**Exercise prompt**: Only one stretch of the listing below is wanted. Begin at the line that has "fn store() ->", stop after the line that has "let store = UploadStore::new(dir.path());", and repeat every line in between exactly.

**Exercise material**:
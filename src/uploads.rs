//! Resolution of `upload` step values to files on disk.

use crate::{Error, Result};
use std::path::{Component, Path, PathBuf};
use tracing::debug;

/// Read-only directory of files available to `upload` steps.
///
/// A step value may be:
/// - `file:<path>`: an explicit path, absolute or relative to the working directory
/// - `asset:<name>` / `upload:<name>`: a file inside the store
/// - anything else: an existing path, or a fuzzy filename search in the store
#[derive(Debug, Clone)]
pub struct UploadStore {
    root: PathBuf,
}

impl UploadStore {
    pub fn new(root: impl Into<PathBuf>) -> Self {
        Self { root: root.into() }
    }

    pub fn root(&self) -> &Path {
        &self.root
    }

    pub fn resolve(&self, reference: &str) -> Result<PathBuf> {
        let reference = reference.trim();
        if reference.is_empty() {
            return Err(Error::UploadNotFound("empty file reference".into()));
        }

        if let Some(path) = strip_prefix_ci(reference, "file:") {
            let path = PathBuf::from(path.trim());
            return if path.is_file() {
                Ok(path)
            } else {
                Err(Error::UploadNotFound(path.display().to_string()))
            };
        }

        let named = strip_prefix_ci(reference, "asset:")
            .or_else(|| strip_prefix_ci(reference, "upload:"))
            .map(str::trim);
        if let Some(name) = named {
            if is_contained(name) {
                let direct = self.root.join(name);
                if direct.is_file() {
                    return Ok(direct);
                }
            }
            return self.search(name);
        }

        let direct = PathBuf::from(reference);
        if direct.is_file() {
            return Ok(direct);
        }
        self.search(reference)
    }

    /// Fuzzy filename search: exact name, then case-insensitive name, then
    /// case-insensitive stem, then shortest name containing the query.
    fn search(&self, query: &str) -> Result<PathBuf> {
        let query_name = Path::new(query)
            .file_name()
            .and_then(|n| n.to_str())
            .unwrap_or(query);
        let q = query_name.to_lowercase();
        let mut files = Vec::new();
        collect_files(&self.root, &mut files);
        files.sort();

        let name_of = |p: &PathBuf| {
            p.file_name()
                .and_then(|n| n.to_str())
                .map(str::to_string)
                .unwrap_or_default()
        };
        let stem_of = |p: &PathBuf| {
            p.file_stem()
                .and_then(|n| n.to_str())
                .map(str::to_lowercase)
                .unwrap_or_default()
        };

        let found = files
            .iter()
            .find(|p| name_of(p) == query_name)
            .or_else(|| files.iter().find(|p| name_of(p).to_lowercase() == q))
            .or_else(|| files.iter().find(|p| stem_of(p) == q))
            .or_else(|| {
                files
                    .iter()
                    .filter(|p| name_of(p).to_lowercase().contains(&q))
                    .min_by_key(|p| name_of(p).len())
            });

        match found {
            Some(path) => {
                debug!("upload '{}' resolved to {}", query, path.display());
                Ok(path.clone())
            }
            None => Err(Error::UploadNotFound(format!(
                "'{}' in {}",
                query,
                self.root.display()
            ))),
        }
    }
}

fn strip_prefix_ci<'a>(s: &'a str, prefix: &str) -> Option<&'a str> {
    if s.len() >= prefix.len()
        && s.is_char_boundary(prefix.len())
        && s[..prefix.len()].eq_ignore_ascii_case(prefix)
    {
        Some(&s[prefix.len()..])
    } else {
        None
    }
}

/// Whether a relative name stays inside the store.
fn is_contained(name: &str) -> bool {
    Path::new(name)
        .components()
        .all(|c| matches!(c, Component::Normal(_) | Component::CurDir))
}

fn collect_files(dir: &Path, out: &mut Vec<PathBuf>) {
    let Ok(entries) = std::fs::read_dir(dir) else {
        return;
    };
    for entry in entries.flatten() {
        let path = entry.path();
        if path.is_dir() {
            collect_files(&path, out);
        } else if path.is_file() {
            out.push(path);
        }
    }
}

#[cfg(test)]
mod tests {
    use super::*;

    fn store() -> (tempfile::TempDir, UploadStore) {
        let dir = tempfile::tempdir().unwrap();
        std::fs::write(dir.path().join("Avatar.png"), b"png").unwrap();
        std::fs::write(dir.path().join("report-2024.pdf"), b"pdf").unwrap();
        std::fs::write(dir.path().join("report-2024-final.pdf"), b"pdf").unwrap();
        std::fs::create_dir(dir.path().join("data")).unwrap();
        std::fs::write(dir.path().join("data").join("users.csv"), b"a,b").unwrap();
        let store = UploadStore::new(dir.path());
        (dir, store)
    }

    #[test]
    fn explicit_file_prefix() {
        let (dir, store) = store();
        let path = dir.path().join("Avatar.png");
        let found = store.resolve(&format!("file:{}", path.display())).unwrap();
        assert_eq!(found, path);
        assert!(store.resolve("file:/definitely/not/here.png").is_err());
    }

    #[test]
    fn asset_reference() {
        let (dir, store) = store();
        assert_eq!(
            store.resolve("asset:data/users.csv").unwrap(),
            dir.path().join("data").join("users.csv")
        );
        assert_eq!(
            store.resolve("upload:Avatar.png").unwrap(),
            dir.path().join("Avatar.png")
        );
    }

    #[test]
    fn asset_reference_cannot_escape_root() {
        let (_dir, store) = store();
        assert!(store.resolve("asset:../etc/passwd").is_err());
    }

    #[test]
    fn fuzzy_search() {
        let (dir, store) = store();
        assert_eq!(store.resolve("avatar.PNG").unwrap(), dir.path().join("Avatar.png"));
        assert_eq!(store.resolve("avatar").unwrap(), dir.path().join("Avatar.png"));
        assert_eq!(store.resolve("users").unwrap(), dir.path().join("data").join("users.csv"));
        // shortest containing name wins
        assert_eq!(
            store.resolve("report").unwrap(),
            dir.path().join("report-2024.pdf")
        );
        let err = store.resolve("missing.docx").unwrap_err();
        assert!(matches!(err, Error::UploadNotFound(_)));
    }
}
fn mime_for(path: &Path) -> &'static str {
    match path
        .extension()
        .and_then(|e| e.to_str())
        .map(|e| e.to_ascii_lowercase())
        .as_deref()
    {
        Some("png") => "image/png",
        Some("jpg") | Some("jpeg") => "image/jpeg",
        Some("gif") => "image/gif",
        Some("pdf") => "application/pdf",
        Some("csv") => "text/csv",
        Some("json") => "application/json",
        Some("txt") => "text/plain",
        Some("zip") => "application/zip",
        _ => "application/octet-stream",
    }
}

/// Launches Chrome sessions through eoka.
#[derive(Debug, Clone, Default)]
pub struct EokaDriver;

impl EokaDriver {
    pub fn new() -> Self {
        Self
    }
}

#[async_trait]
impl BrowserDriver for EokaDriver {
    async fn launch(&self, opts: &LaunchOptions) -> Result<Box<dyn PageDriver>> {
        let (width, height) = opts.viewport.unwrap_or((1280, 720));
        let stealth = StealthConfig {
            headless: opts.headless,
            proxy: opts.proxy.clone(),
            user_agent: opts.user_agent.clone(),
            viewport_width: width,
            viewport_height: height,
            ..Default::default()
        };

        debug!(
            "Launching browser (headless: {}, proxy: {:?})",
            opts.headless, opts.proxy
        );
        if let Some(ref dir) = opts.video_dir {
            debug!("video capture requested at {} (not recorded by eoka)", dir.display());
        }
        let browser = Browser::launch_with_config(stealth).await?;
        let page = browser.new_page("about:blank").await?;

        Ok(Box::new(EokaPage {
            session: Mutex::new(Some(Session { browser, page })),
            slow_mo: opts.slow_mo,
        }))
    }
}

struct Session {
    browser: Browser,
    page: Page,
}

/// One eoka browser session, closed at most once.
pub struct EokaPage {
    session: Mutex<Option<Session>>,
    slow_mo: Duration,
}

impl EokaPage {
    async fn pace(&self) {
        if !self.slow_mo.is_zero() {
            tokio::time::sleep(self.slow_mo).await;
        }
    }

    /// The live page, or `PageClosed` once the session is gone.
    async fn page(&self) -> Result<MappedMutexGuard<'_, Page>> {
        let guard = self.session.lock().await;
        MutexGuard::try_map(guard, |s| s.as_mut().map(|s| &mut s.page))
            .map_err(|_| Error::PageClosed("session closed".into()))
    }

    async fn eval<T: serde::de::DeserializeOwned>(&self, js: &str) -> Result<T> {
        Ok(self.page().await?.evaluate::<T>(js).await?)
    }

    async fn element_state(&self, locator: &Locator, nth: usize) -> Result<ElementState> {
        let state: String = self
            .eval(&locator_script(STATE_JS, locator, nth, Value::Null))
            .await?;
        Ok(match state.as_str() {
            "visible" => ElementState::Visible,
            "hidden" => ElementState::Hidden,
            _ => ElementState::Detached,
        })
    }

    /// Unique CSS path for the `nth` match, scrolled into view.
    async fn unique_selector(&self, locator: &Locator, nth: usize) -> Result<String> {
        let sel: Option<String> = self
            .eval(&locator_script(SELECTOR_JS, locator, nth, Value::Null))
            .await?;
        sel.ok_or_else(|| Error::Driver(format!("element not found: {} [{}]", locator, nth)))
    }

    async fn run_bool(&self, body: &str, locator: &Locator, nth: usize) -> Result<()> {
        let ok: bool = self
            .eval(&locator_script(body, locator, nth, Value::Null))
            .await?;
        if ok {
            Ok(())
        } else {
            Err(Error::Driver(format!("element not found: {} [{}]", locator, nth)))
        }
    }
}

**Reply**:
    fn store() -> (tempfile::TempDir, UploadStore) {
        let dir = tempfile::tempdir().unwrap();
        std::fs::write(dir.path().join("Avatar.png"), b"png").unwrap();
        std::fs::write(dir.path().join("report-2024.pdf"), b"pdf").unwrap();
        std::fs::write(dir.path().join("report-2024-final.pdf"), b"pdf").unwrap();
        std::fs::create_dir(dir.path().join("data")).unwrap();
        std::fs::write(dir.path().join("data").join("users.csv"), b"a,b").unwrap();
        let store = UploadStore::new(dir.path());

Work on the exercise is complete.